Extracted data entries
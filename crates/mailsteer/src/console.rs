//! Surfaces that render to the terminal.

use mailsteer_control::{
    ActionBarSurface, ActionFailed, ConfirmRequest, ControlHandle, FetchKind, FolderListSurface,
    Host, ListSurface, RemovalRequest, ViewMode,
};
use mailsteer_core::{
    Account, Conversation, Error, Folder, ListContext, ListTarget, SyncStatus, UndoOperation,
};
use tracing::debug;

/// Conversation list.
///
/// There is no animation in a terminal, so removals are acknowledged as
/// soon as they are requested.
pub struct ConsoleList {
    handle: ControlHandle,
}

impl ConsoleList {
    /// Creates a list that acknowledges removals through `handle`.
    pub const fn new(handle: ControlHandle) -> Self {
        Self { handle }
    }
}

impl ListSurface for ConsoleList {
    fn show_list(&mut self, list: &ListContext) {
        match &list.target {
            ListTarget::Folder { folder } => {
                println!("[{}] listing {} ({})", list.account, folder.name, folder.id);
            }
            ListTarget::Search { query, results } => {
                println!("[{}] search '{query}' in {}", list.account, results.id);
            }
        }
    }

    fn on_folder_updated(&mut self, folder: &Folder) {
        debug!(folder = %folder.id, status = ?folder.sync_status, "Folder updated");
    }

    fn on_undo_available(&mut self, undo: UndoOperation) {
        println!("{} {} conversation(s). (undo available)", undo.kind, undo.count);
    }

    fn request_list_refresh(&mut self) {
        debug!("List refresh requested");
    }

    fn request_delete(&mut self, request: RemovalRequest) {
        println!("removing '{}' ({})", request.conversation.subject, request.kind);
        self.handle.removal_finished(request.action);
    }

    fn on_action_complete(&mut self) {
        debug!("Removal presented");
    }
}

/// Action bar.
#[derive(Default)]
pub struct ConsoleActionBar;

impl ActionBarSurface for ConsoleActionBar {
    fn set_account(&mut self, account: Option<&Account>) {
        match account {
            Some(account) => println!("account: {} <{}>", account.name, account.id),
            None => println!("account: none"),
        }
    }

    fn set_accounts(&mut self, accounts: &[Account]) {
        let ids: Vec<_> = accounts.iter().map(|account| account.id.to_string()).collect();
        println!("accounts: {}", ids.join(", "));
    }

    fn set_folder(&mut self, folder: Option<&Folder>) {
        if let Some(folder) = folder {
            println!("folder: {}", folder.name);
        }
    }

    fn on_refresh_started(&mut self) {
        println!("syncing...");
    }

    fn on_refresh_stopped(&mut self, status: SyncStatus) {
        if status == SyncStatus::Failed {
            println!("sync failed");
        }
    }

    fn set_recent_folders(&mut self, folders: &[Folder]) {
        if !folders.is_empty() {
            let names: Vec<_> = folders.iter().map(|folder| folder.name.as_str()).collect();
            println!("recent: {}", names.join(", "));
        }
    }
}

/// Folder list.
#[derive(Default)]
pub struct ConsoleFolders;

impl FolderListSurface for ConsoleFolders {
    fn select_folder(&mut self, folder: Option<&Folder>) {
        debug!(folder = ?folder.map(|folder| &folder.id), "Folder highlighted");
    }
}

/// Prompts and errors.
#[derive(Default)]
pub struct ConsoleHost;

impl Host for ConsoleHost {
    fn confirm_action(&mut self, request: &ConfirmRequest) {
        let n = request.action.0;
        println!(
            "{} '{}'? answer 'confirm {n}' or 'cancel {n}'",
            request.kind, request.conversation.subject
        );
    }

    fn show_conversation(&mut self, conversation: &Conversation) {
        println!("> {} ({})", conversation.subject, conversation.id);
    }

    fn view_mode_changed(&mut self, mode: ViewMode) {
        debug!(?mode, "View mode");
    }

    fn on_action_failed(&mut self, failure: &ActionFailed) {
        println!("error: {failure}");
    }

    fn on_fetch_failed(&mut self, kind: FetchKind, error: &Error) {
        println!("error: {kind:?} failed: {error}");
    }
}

* * *

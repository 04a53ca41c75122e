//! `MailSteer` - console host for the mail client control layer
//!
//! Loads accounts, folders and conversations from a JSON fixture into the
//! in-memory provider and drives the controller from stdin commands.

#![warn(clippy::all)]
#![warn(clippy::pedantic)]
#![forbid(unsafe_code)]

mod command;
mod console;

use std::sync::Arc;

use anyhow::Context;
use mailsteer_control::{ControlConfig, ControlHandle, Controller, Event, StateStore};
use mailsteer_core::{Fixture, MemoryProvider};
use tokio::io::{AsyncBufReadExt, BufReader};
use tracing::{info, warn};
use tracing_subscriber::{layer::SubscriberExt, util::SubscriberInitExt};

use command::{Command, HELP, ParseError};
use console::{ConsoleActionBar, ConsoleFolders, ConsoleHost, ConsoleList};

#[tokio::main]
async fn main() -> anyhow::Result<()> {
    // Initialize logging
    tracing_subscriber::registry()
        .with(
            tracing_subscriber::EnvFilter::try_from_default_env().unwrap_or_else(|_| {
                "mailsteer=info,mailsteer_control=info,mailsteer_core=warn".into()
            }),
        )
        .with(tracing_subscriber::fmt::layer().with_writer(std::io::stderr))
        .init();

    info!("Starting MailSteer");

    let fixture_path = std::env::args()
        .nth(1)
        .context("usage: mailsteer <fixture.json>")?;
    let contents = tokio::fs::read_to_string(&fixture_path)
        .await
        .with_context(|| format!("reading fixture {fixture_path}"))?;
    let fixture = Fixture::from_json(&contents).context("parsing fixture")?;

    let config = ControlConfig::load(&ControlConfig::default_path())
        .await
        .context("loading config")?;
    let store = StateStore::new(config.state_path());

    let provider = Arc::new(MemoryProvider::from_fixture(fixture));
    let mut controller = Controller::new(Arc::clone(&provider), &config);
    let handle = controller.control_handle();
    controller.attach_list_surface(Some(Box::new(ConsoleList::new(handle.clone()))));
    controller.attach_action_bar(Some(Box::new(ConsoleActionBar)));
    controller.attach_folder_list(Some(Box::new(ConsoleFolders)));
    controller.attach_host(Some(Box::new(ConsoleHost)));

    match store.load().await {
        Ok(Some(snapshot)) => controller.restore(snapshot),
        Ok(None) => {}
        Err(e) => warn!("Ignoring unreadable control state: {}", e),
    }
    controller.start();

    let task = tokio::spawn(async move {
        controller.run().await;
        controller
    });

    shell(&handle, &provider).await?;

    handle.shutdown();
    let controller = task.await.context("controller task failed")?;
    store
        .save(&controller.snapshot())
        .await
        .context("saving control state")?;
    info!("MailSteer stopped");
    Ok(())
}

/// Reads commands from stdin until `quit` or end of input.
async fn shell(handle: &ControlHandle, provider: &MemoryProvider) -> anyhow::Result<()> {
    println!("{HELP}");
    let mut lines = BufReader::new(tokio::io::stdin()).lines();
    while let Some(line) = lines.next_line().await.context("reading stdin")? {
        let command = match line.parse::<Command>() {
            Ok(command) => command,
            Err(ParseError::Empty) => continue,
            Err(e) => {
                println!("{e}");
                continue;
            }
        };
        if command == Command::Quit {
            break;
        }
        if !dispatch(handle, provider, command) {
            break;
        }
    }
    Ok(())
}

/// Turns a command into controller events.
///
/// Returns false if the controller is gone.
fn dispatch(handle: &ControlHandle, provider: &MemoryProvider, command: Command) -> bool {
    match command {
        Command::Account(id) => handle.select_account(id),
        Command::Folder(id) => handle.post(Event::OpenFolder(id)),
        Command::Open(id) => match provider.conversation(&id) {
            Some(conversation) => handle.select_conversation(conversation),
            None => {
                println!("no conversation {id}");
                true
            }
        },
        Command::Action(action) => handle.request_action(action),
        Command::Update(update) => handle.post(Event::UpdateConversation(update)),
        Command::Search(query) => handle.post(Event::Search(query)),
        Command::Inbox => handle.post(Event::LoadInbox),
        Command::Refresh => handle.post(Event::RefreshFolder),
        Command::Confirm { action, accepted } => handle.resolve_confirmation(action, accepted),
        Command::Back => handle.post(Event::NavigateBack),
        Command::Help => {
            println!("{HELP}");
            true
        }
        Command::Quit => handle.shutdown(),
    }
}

*What to produce*. Please report, as a bare number, how many lines of the data contain the word "post".

*Your response*. 6